In FIG. 8, the communication link 820 is illustrated as a wireless connection; however, wired connections may also be used. For example, the communication link 820 may be a wired serial bus such as a universal serial bus or a parallel bus, among other connections. The communication link 820 may also be a wireless connection using, e.g., Bluetooth® radio technology, communication protocols described in IEEE 802.11 (including any IEEE 802.11 revisions), Cellular technology (such as GSM, CDMA, UMTS, EV-DO, WiMAX, or LTE), or Zigbee® technology, among other possibilities. Either of such a wired and/or wireless connection may be a proprietary connection as well. The remote device 830 may be accessible via the Internet and may include a computing cluster associated with a particular web service (e.g., social-networking, photo sharing, address book, etc.).
As described above in connection with FIGS. 6A-7B, an example wearable computing device may include, or may otherwise be communicatively coupled to, a computing system, such as computing system 618 or computing system 704. FIG. 9 shows a simplified block diagram depicting example components of an example computing system 900. One or both of the device 810 and the remote device 830 may take the form of computing system 900.
Computing system 900 may include at least one processor 902 and system memory 904. In an example embodiment, computing system 900 may include a system bus 906 that communicatively connects processor 902 and system memory 904, as well as other components of computing system 900. Depending on the desired configuration, processor 902 can be any type of processor including, but not limited to, a microprocessor (μP), a microcontroller (μC), a digital signal processor (DSP), or any combination thereof. Furthermore, system memory 904 can be of any type of memory now known or later developed including but not limited to volatile memory (such as RAM), non-volatile memory (such as ROM, flash memory, etc.) or any combination thereof.

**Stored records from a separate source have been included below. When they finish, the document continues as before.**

//! Type-directed binding of properties into JSON-shaped values.

use std::any::type_name;

use bindery_core::{
    BindTarget, BoxError, Error, Overlay, Properties, PropertySource, Resolver, Result, Rule,
};
use serde::Serialize;
use serde::de::DeserializeOwned;
use serde_json::{Map, Value};
use tracing::{debug, trace};

use crate::convert::parse_primitive;
use crate::registry::{ConverterRegistry, SplitterRegistry, ValidatorRegistry};
use crate::shape::{Describe, FieldBinding, FieldSpec, Shape, ShapeFn, ShapeKind};

/// Where rules attached to a sequence or mapping are checked.
#[derive(Clone, Copy, Debug, Default, PartialEq, Eq)]
pub enum ContainerValidation {
    /// The rules see the whole bound container.
    #[default]
    Container,
    /// The rules see every element, the container itself is not checked.
    Elements,
    /// The rules see every element and then the whole container.
    Both,
}

impl ContainerValidation {
    fn checks_container(self) -> bool {
        matches!(self, Self::Container | Self::Both)
    }

    fn checks_elements(self) -> bool {
        matches!(self, Self::Elements | Self::Both)
    }
}

/// Builder for [`Binder`].
#[derive(Debug)]
pub struct BinderBuilder {
    converters: ConverterRegistry,
    splitters: SplitterRegistry,
    validators: ValidatorRegistry,
    container_validation: ContainerValidation,
}

impl Default for BinderBuilder {
    fn default() -> Self {
        Self {
            converters: ConverterRegistry::with_defaults(),
            splitters: SplitterRegistry::new(),
            validators: ValidatorRegistry::with_defaults(),
            container_validation: ContainerValidation::default(),
        }
    }
}

impl BinderBuilder {
    /// Replaces the converter registry.
    #[must_use]
    pub fn converters(mut self, converters: ConverterRegistry) -> Self {
        self.converters = converters;
        self
    }

    /// Replaces the splitter registry.
    #[must_use]
    pub fn splitters(mut self, splitters: SplitterRegistry) -> Self {
        self.splitters = splitters;
        self
    }

    /// Replaces the validator registry.
    #[must_use]
    pub fn validators(mut self, validators: ValidatorRegistry) -> Self {
        self.validators = validators;
        self
    }

    /// Chooses where container rules are checked.
    #[must_use]
    pub fn container_validation(mut self, mode: ContainerValidation) -> Self {
        self.container_validation = mode;
        self
    }

    /// Finalises the binder.
    #[must_use]
    pub fn build(self) -> Binder {
        Binder {
            converters: self.converters,
            splitters: self.splitters,
            validators: self.validators,
            container_validation: self.container_validation,
        }
    }
}

/// Fills typed values from a [`PropertySource`].
///
/// Binding walks the target's [`Shape`] and produces a JSON value, which is
/// then deserialized into the requested type. Field names in the bound
/// object are the Rust field names.
#[derive(Clone, Debug)]
pub struct Binder {
    converters: ConverterRegistry,
    splitters: SplitterRegistry,
    validators: ValidatorRegistry,
    container_validation: ContainerValidation,
}

impl Default for Binder {
    fn default() -> Self {
        BinderBuilder::default().build()
    }
}
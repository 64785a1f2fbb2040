//! Implementation blocks for the transports.

/// `TcpTransport` constructors and `Transport` impl.
pub mod tcp_transport;

/// `UdpTransport` constructors and `Transport` impl.
pub mod udp_transport;
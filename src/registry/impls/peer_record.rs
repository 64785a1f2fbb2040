use std::fmt;
use std::hash::{Hash, Hasher};
use crate::registry::structs::peer_record::PeerRecord;

impl PeerRecord {
    pub fn new(username: &str, address: &str) -> PeerRecord {
        PeerRecord {
            username: username.to_string(),
            address: address.to_string(),
        }
    }
}

/* equality and hashing are on the address alone */

impl PartialEq for PeerRecord {
    fn eq(&self, other: &Self) -> bool {
        self.address == other.address
    }
}

impl Eq for PeerRecord {}

impl Hash for PeerRecord {
    fn hash<H: Hasher>(&self, state: &mut H) {
        self.address.hash(state);
    }
}

impl fmt::Display for PeerRecord {
    fn fmt(&self, f: &mut fmt::Formatter) -> fmt::Result {
        write!(f, "{}:{}", self.username, self.address)
    }
}
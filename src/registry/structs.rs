//! Registry data structures.

/// A connected peer (identity plus network address).
pub mod peer_record;

/// One share-index entry (file name to offering peers).
pub mod file_entry;

/// The concurrency-guarded peer and file registry.
pub mod peer_registry;
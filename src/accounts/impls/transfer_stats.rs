use crate::accounts::structs::transfer_stats::TransferStats;

impl TransferStats {
    pub fn new(files: u64, bytes: u64) -> TransferStats {
        TransferStats { files, bytes }
    }

    pub fn to_csv(&self) -> String {
        format!("{},{}", self.files, self.bytes)
    }

    /// Defensive parse: only a well-formed `"<count>,<bytes>"` input
    /// replaces the current values. Missing or malformed input leaves the
    /// counters untouched and never errors upward.
    pub fn apply_csv(&mut self, input: &str)
    {
        let Some((files_raw, bytes_raw)) = input.trim().split_once(',') else {
            return;
        };
        let (Ok(files), Ok(bytes)) = (files_raw.trim().parse::<u64>(), bytes_raw.trim().parse::<u64>()) else {
            return;
        };
        self.files = files;
        self.bytes = bytes;
    }

    /// Count one completed transfer of `bytes` bytes.
    pub fn record(&mut self, bytes: u64)
    {
        self.files += 1;
        self.bytes += bytes;
    }
}
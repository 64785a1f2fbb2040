//! Runtime statistics tracking.
//!
//! Atomic counters updated from every session and read by the console
//! update task. These are process-lifetime metrics, unrelated to the
//! per-identity transfer statistics persisted by the account store.

/// Statistics event types.
pub mod enums;

/// Statistics data structures.
pub mod structs;

/// Statistics handling on the tracker state.
pub mod impls;
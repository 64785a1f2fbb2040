use async_trait::async_trait;
use crate::transport::enums::transport_error::TransportError;

/// A bidirectional channel carrying newline-delimited text and raw bytes.
///
/// `read_line` returns `None` on end of stream; `read_bytes` returns `0`.
/// Implementations must make `close` idempotent and fail every call after it
/// with [`TransportError::Closed`].
#[async_trait]
pub trait Transport: Send {
    async fn send_line(&mut self, line: &str) -> Result<(), TransportError>;

    async fn read_line(&mut self) -> Result<Option<String>, TransportError>;

    async fn send_bytes(&mut self, data: &[u8]) -> Result<(), TransportError>;

    async fn read_bytes(&mut self, buffer: &mut [u8]) -> Result<usize, TransportError>;

    async fn close(&mut self) -> Result<(), TransportError>;

    fn is_closed(&self) -> bool;
}
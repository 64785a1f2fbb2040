//! Configuration data structures.
//!
//! This module contains all the struct definitions for configuration options.
//! Each struct corresponds to a section in the TOML configuration file.

/// Root configuration structure containing all settings.
pub mod configuration;

/// Tracker account-store settings (files, save retries).
pub mod tracker_config;

/// Control-channel listener instance configuration.
pub mod tracker_server_config;

/// Peer node configuration (tracker address, folders, transfer settings).
pub mod peer_config;
use std::path::Path;
use std::sync::Arc;
use std::time::Duration;
use crate::accounts::structs::account_store::AccountStore;
use crate::accounts::structs::salted_sha256::SaltedSha256;
use crate::accounts::traits::credential_hasher::CredentialHasher;
use crate::config::structs::configuration::Configuration;
use crate::registry::structs::peer_registry::PeerRegistry;
use crate::stats::structs::stats_atomics::StatsAtomics;
use crate::tracker::structs::active_sessions::ActiveSessions;
use crate::tracker::structs::tracker_state::TrackerState;

impl TrackerState {
    pub fn new(config: Arc<Configuration>) -> TrackerState {
        Self::with_hasher(config, Arc::new(SaltedSha256))
    }

    pub fn with_hasher(config: Arc<Configuration>, hasher: Arc<dyn CredentialHasher>) -> TrackerState
    {
        let accounts = AccountStore::new(
            Path::new(&config.tracker_config.users_file),
            Path::new(&config.tracker_config.admin_stats_file),
            hasher,
            config.tracker_config.save_retries,
            Duration::from_millis(config.tracker_config.save_retry_delay_ms),
        );

        let stats = Arc::new(StatsAtomics::default());
        stats.started.store(chrono::Utc::now().timestamp(), std::sync::atomic::Ordering::SeqCst);

        TrackerState {
            config,
            accounts,
            registry: PeerRegistry::new(),
            sessions: ActiveSessions::new(),
            stats,
        }
    }
}
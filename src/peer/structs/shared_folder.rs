use std::path::PathBuf;

/// The folder whose files this peer offers to the network.
///
/// File names on the wire are bare names; anything that would escape the
/// folder (separators, parent references) is refused at resolution time.
#[derive(Clone, Debug)]
pub struct SharedFolder {
    pub(crate) path: PathBuf,
}
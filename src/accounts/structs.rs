//! Account data structures.

/// A user identity with role and transfer statistics.
pub mod identity;

/// Files/bytes transfer counters.
pub mod transfer_stats;

/// The durable account store.
pub mod account_store;

/// Salted SHA-256 credential hasher.
pub mod salted_sha256;
use log::info;
use crate::accounts::structs::transfer_stats::TransferStats;
use crate::common::common::file_kind;
use crate::config::structs::peer_config::PeerConfig;
use crate::peer::enums::peer_error::PeerError;
use crate::peer::structs::peer_node::PeerNode;
use crate::peer::structs::shared_folder::SharedFolder;
use crate::registry::structs::peer_record::PeerRecord;
use crate::transport::structs::tcp_transport::TcpTransport;
use crate::transport::traits::transport::Transport;

impl PeerNode {
    /// Opens the control connection to the tracker.
    pub async fn connect(config: &PeerConfig) -> Result<PeerNode, PeerError>
    {
        let control = TcpTransport::connect(&config.tracker_address).await?;
        info!("[PEER] Connected to tracker at {}", config.tracker_address);
        Ok(PeerNode {
            config: config.clone(),
            control,
            username: None,
        })
    }

    pub fn username(&self) -> Option<&str> {
        self.username.as_deref()
    }

    /// Sends one request line and matches the reply against the expected
    /// success token. Any other reply is surfaced verbatim as a refusal.
    async fn request(&mut self, line: &str, success_token: &str) -> Result<String, PeerError>
    {
        self.control.send_line(line).await?;
        let reply = self.control.read_line().await?
            .ok_or_else(|| PeerError::Tracker(String::from("tracker closed the connection")))?;
        if reply == success_token {
            return Ok(String::new());
        }
        match reply.strip_prefix(&format!("{success_token} ")) {
            Some(payload) => Ok(payload.to_string()),
            None => Err(PeerError::Tracker(reply)),
        }
    }

    /// Authenticates and returns the persisted download/upload counters
    /// from the login payload.
    pub async fn login(&mut self, username: &str, password: &str) -> Result<(TransferStats, TransferStats), PeerError>
    {
        let payload = self.request(&format!("LOGIN {username} {password}"), "LOGIN_SUCCESS").await?;
        let fields: Vec<&str> = payload.split(' ').collect();

        let mut downloads = TransferStats::default();
        let mut uploads = TransferStats::default();
        if let Some(csv) = fields.get(2) {
            downloads.apply_csv(csv);
        }
        if let Some(csv) = fields.get(3) {
            uploads.apply_csv(csv);
        }

        self.username = Some(username.to_string());
        info!("[PEER] Logged in as {username}");
        Ok((downloads, uploads))
    }

    pub async fn signup(&mut self, username: &str, password: &str) -> Result<(), PeerError>
    {
        self.request(&format!("SIGNUP {username} {password}"), "SIGNUP_SUCCESS").await?;
        Ok(())
    }

    /// Announces the transfer listener port; the tracker derives the
    /// address from the connection's remote IP.
    pub async fn register(&mut self) -> Result<String, PeerError>
    {
        let port = self.config.listen_port;
        let address = self.request(&format!("REGISTER {port}"), "REGISTER_SUCCESS").await?;
        info!("[PEER] Registered as {address}");
        Ok(address)
    }

    /// Shares every file currently in the shared folder.
    pub async fn announce_shared(&mut self, folder: &SharedFolder) -> Result<usize, PeerError>
    {
        let names = folder.list_files().await?;
        for name in &names {
            self.request(&format!("SHARE {name}"), "SHARE_SUCCESS").await?;
            info!("[PEER] Sharing {name} ({})", file_kind(name));
        }
        Ok(names.len())
    }

    pub async fn search(&mut self, term: &str) -> Result<Vec<(String, Vec<PeerRecord>)>, PeerError>
    {
        let payload = self.request(&format!("SEARCH {term}"), "SEARCH_SUCCESS").await?;
        Ok(Self::parse_search(&payload))
    }

    pub async fn list_peers(&mut self) -> Result<Vec<PeerRecord>, PeerError>
    {
        let payload = self.request("LIST_PEERS", "LIST_PEERS_SUCCESS").await?;
        Ok(Self::parse_peers(&payload))
    }

    pub async fn update_stats(&mut self, downloads: &TransferStats, uploads: &TransferStats) -> Result<(), PeerError>
    {
        self.request(
            &format!("UPDATE_STATS {} {}", downloads.to_csv(), uploads.to_csv()),
            "UPDATE_STATS_SUCCESS",
        ).await?;
        Ok(())
    }

    /// Graceful session end; the tracker sends no reply for this one.
    pub async fn unregister(&mut self) -> Result<(), PeerError>
    {
        self.control.send_line("UNREGISTER").await?;
        self.control.close().await?;
        Ok(())
    }

    pub(crate) fn parse_search(payload: &str) -> Vec<(String, Vec<PeerRecord>)>
    {
        let mut results = Vec::new();
        for file_part in payload.split(';').filter(|part| !part.is_empty()) {
            let Some((name, peers_part)) = file_part.split_once('=') else {
                continue;
            };
            let peers = peers_part.split(',')
                .filter_map(|token| {
                    let (username, address) = token.split_once(':')?;
                    Some(PeerRecord::new(username, address))
                })
                .collect();
            results.push((name.to_string(), peers));
        }
        results
    }

    pub(crate) fn parse_peers(payload: &str) -> Vec<PeerRecord>
    {
        payload.split(',')
            .filter_map(|token| {
                let (username, address) = token.split_once('=')?;
                Some(PeerRecord::new(username, address))
            })
            .collect()
    }
}
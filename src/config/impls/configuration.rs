use std::fs::File;
use std::io::Write;
use crate::common::structs::custom_error::CustomError;
use crate::config::enums::configuration_error::ConfigurationError;
use crate::config::structs::configuration::Configuration;
use crate::config::structs::peer_config::PeerConfig;
use crate::config::structs::tracker_config::TrackerConfig;
use crate::config::structs::tracker_server_config::TrackerServerConfig;

impl Configuration {
    pub fn init() -> Configuration {
        Configuration {
            log_level: String::from("info"),
            log_console_interval: 60,
            tracker_config: TrackerConfig {
                users_file: String::from("users.csv"),
                admin_stats_file: String::from("admin_stats.csv"),
                save_retries: 3,
                save_retry_delay_ms: 250,
            },
            tracker_server: vec!(
                TrackerServerConfig {
                    enabled: true,
                    bind_address: String::from("0.0.0.0:9000"),
                }
            ),
            peer_config: PeerConfig {
                tracker_address: String::from("127.0.0.1:9000"),
                listen_address: String::from("0.0.0.0"),
                listen_port: 9100,
                shared_folder: String::from("shared"),
                download_folder: String::from("downloads"),
                chunk_size: 8192,
                query_timeout_ms: 3000,
            }
        }
    }

    pub fn load(data: &[u8]) -> Result<Configuration, toml::de::Error> {
        toml::from_str(&String::from_utf8_lossy(data))
    }

    pub fn load_file(path: &str) -> Result<Configuration, ConfigurationError> {
        match std::fs::read(path) {
            Err(e) => Err(ConfigurationError::IOError(e)),
            Ok(data) => {
                match Self::load(data.as_slice()) {
                    Ok(cfg) => {
                        Ok(cfg)
                    }
                    Err(e) => Err(ConfigurationError::ParseError(e)),
                }
            }
        }
    }

    pub fn save_file(path: &str, data: String) -> Result<(), ConfigurationError> {
        match File::create(path) {
            Ok(mut file) => {
                match file.write_all(data.as_ref()) {
                    Ok(_) => Ok(()),
                    Err(e) => Err(ConfigurationError::IOError(e))
                }
            }
            Err(e) => Err(ConfigurationError::IOError(e))
        }
    }

    pub fn load_from_file(create: bool) -> Result<Configuration, CustomError> {
        let mut config = Configuration::init();
        match Configuration::load_file("config.toml") {
            Ok(c) => { config = c; }
            Err(error) => {
                eprintln!("No config file found or corrupt.");
                eprintln!("[ERROR] {}", error);

                if !create {
                    eprintln!("You can either create your own config.toml file, or start this app using '--create-config' as parameter.");
                    return Err(CustomError::new("will not create automatically config.toml file"));
                }
                eprintln!("Creating config file..");

                let config_toml = toml::to_string(&config).unwrap();
                let save_file = Configuration::save_file("config.toml", config_toml);
                return match save_file {
                    Ok(_) => {
                        eprintln!("Please edit the config.TOML in the root folder, exiting now...");
                        Err(CustomError::new("create config.toml file"))
                    }
                    Err(e) => {
                        eprintln!("config.toml file could not be created, check permissions...");
                        eprintln!("{e}");
                        Err(CustomError::new("could not create config.toml file"))
                    }
                };
            }
        };

        println!("[VALIDATE] Validating configuration...");
        Self::validate(&config);
        Ok(config)
    }

    pub fn validate(config: &Configuration) {
        for server in &config.tracker_server {
            Self::validate_bind_address("[tracker_server] bind_address", &server.bind_address);
        }
        Self::validate_bind_address("[peer_config] tracker_address", &config.peer_config.tracker_address);

        if config.peer_config.chunk_size == 0 {
            panic!("[VALIDATE CONFIG] [peer_config] chunk_size must be greater than zero");
        }
        if config.peer_config.listen_port == u16::MAX {
            panic!("[VALIDATE CONFIG] [peer_config] listen_port {} leaves no room for the query responder port", config.peer_config.listen_port);
        }
    }

    pub fn validate_bind_address(name: &str, value: &str)
    {
        if value.parse::<std::net::SocketAddr>().is_err() {
            panic!("[VALIDATE CONFIG] Error checking {} [:] Value: \"{}\" is not a valid socket address", name, value);
        }
    }
}
//! Line-oriented command and raw byte stream transports.
//!
//! The control protocol, the transfer channel and the peer query channel all
//! speak through the [`traits::transport::Transport`] trait: a newline
//! delimited text channel plus a raw byte channel over the same connection.
//!
//! Two implementations exist:
//!
//! - `TcpTransport` - connection oriented; multiplexes the textual command
//!   channel and the raw byte stream of a file transfer over one connection
//! - `UdpTransport` - datagram based; one packet per call and a configurable
//!   receive timeout, used for best-effort peer queries that must not block
//!   indefinitely
//!
//! Closing either transport is idempotent; any call after `close` fails with
//! a `TransportError::Closed`.

/// Transport error kinds.
pub mod enums;

/// Transport data structures.
pub mod structs;

/// Implementation blocks for the transports.
pub mod impls;

/// The transport contract.
pub mod traits;
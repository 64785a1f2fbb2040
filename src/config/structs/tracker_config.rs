use serde::{Deserialize, Serialize};

/// Account persistence settings for the tracker daemon.
///
/// The user table and the single-row administrator stats file live next to
/// each other; both are rewritten through a temporary file and an atomic
/// rename so concurrent readers never observe a partial write.
#[derive(Serialize, Deserialize, Debug, Clone)]
pub struct TrackerConfig {
    pub users_file: String,
    pub admin_stats_file: String,
    pub save_retries: u64,
    pub save_retry_delay_ms: u64,
}
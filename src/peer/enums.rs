//! Peer enumerations.

/// Errors raised by peer operations.
pub mod peer_error;
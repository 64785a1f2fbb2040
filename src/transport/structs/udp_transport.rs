use std::net::SocketAddr;
use std::time::Duration;
use tokio::net::UdpSocket;

/// Datagram transport aimed at a single remote peer.
///
/// One packet per send/read call. Reads honor `read_timeout` so a silent
/// peer cannot hang a best-effort query.
pub struct UdpTransport {
    pub(crate) socket: UdpSocket,
    pub(crate) remote_addr: SocketAddr,
    pub(crate) read_timeout: Duration,
    pub(crate) closed: bool,
}
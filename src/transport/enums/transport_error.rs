use thiserror::Error;

#[derive(Error, Debug)]
pub enum TransportError {
    #[error("transport closed")]
    Closed,

    #[error("read timed out")]
    Timeout,

    #[error("I/O error: {0}")]
    Io(#[from] std::io::Error),
}
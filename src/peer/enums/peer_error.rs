use thiserror::Error;
use crate::transport::enums::transport_error::TransportError;

#[derive(Error, Debug)]
pub enum PeerError {
    #[error("I/O error: {0}")]
    Io(#[from] std::io::Error),

    #[error("transport error: {0}")]
    Transport(#[from] TransportError),

    #[error("tracker refused: {0}")]
    Tracker(String),

    #[error("invalid peer address: {0}")]
    InvalidPeerAddress(String),
}
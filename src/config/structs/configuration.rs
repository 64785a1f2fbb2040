use serde::{Deserialize, Serialize};
use crate::config::structs::peer_config::PeerConfig;
use crate::config::structs::tracker_config::TrackerConfig;
use crate::config::structs::tracker_server_config::TrackerServerConfig;

#[derive(Serialize, Deserialize, Debug, Clone)]
pub struct Configuration {
    pub log_level: String,
    pub log_console_interval: u64,
    pub tracker_config: TrackerConfig,
    pub tracker_server: Vec<TrackerServerConfig>,
    pub peer_config: PeerConfig,
}
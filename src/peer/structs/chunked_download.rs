use std::path::PathBuf;

/// Sequential whole-file download in fixed-size chunks.
///
/// Appends to the local file (creating it when absent) until the remote
/// closes the stream. There is no partial-transfer resume beyond that
/// append behavior.
#[derive(Clone, Debug)]
pub struct ChunkedDownload {
    pub(crate) chunk_size: usize,
    pub(crate) download_folder: PathBuf,
}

An example computing system 900 may include various other components as well. For example, computing system 900 includes an A/V processing unit 908 for controlling graphical display 910 and speaker 912 (via A/V port 914), one or more communication interfaces 916 for connecting to other computing devices 918, and a power supply 920. Graphical display 910 may be arranged to provide a visual depiction of various input regions provided by user-interface module 922. For example, user-interface module 922 may be configured to provide a user-interface, and graphical display 910 may be configured to provide a visual depiction of the user-interface. User-interface module 922 may be further configured to receive data from and transmit data to (or be otherwise compatible with) one or more user-interface devices 928.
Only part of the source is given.